Exercise >> Copy out every line of the data that has the word "columns" somewhere in it.

*** Opening of Input material ***

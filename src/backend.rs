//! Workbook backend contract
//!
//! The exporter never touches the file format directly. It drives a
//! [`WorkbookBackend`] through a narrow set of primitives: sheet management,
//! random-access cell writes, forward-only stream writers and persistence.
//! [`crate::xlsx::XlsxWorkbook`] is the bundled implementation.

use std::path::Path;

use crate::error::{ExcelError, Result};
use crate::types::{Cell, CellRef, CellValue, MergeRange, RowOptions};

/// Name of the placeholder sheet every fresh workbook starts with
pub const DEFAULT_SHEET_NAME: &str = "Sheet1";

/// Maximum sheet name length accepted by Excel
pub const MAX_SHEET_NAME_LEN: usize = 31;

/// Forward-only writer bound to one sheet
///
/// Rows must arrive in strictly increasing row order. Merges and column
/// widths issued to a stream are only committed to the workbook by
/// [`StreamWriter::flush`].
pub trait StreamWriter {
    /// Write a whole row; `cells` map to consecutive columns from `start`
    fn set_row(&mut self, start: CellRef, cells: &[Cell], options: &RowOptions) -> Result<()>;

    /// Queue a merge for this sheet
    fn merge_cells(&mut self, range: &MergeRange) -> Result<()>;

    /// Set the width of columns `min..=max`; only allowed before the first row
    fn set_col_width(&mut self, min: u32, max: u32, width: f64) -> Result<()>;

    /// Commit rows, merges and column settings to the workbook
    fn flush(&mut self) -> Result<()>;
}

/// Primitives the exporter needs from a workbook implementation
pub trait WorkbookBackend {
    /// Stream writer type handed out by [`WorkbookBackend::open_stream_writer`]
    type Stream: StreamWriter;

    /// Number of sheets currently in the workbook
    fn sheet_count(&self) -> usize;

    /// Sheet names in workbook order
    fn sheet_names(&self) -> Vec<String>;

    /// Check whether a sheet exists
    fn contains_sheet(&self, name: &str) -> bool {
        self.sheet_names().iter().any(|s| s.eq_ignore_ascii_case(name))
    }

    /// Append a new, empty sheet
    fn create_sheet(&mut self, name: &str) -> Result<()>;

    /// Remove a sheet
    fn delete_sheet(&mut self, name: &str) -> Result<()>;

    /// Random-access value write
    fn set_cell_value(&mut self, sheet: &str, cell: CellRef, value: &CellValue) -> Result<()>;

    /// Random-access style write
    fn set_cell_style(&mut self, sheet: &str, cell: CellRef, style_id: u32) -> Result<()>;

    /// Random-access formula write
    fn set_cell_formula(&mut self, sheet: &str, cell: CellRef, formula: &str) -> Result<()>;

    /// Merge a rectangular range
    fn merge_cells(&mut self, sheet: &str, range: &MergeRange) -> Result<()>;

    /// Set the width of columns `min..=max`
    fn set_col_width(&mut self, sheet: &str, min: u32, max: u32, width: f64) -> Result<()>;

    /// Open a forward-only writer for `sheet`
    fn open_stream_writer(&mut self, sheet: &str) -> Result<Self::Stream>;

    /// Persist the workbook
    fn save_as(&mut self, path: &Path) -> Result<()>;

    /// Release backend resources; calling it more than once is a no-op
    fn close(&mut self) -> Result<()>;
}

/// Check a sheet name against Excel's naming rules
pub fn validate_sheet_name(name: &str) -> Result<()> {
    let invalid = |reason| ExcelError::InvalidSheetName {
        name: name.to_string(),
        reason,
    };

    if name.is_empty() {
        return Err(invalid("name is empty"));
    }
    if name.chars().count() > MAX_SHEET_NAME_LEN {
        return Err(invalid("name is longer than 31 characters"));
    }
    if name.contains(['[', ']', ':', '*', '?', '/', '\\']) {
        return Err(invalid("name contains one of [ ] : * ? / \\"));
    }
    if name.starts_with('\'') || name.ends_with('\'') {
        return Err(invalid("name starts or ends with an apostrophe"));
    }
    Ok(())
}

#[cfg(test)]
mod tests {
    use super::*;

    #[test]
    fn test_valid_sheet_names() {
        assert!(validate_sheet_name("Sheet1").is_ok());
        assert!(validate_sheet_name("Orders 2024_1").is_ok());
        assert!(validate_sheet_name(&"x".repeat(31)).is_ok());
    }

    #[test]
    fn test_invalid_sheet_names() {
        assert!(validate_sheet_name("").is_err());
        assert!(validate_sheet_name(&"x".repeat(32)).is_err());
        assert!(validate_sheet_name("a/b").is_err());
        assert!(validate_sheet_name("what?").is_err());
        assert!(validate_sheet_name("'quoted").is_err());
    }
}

*** Close of Input material ***

Response to the task >>
    /// Write a whole row; `cells` map to consecutive columns from `start`
    /// Set the width of columns `min..=max`; only allowed before the first row
    /// Set the width of columns `min..=max`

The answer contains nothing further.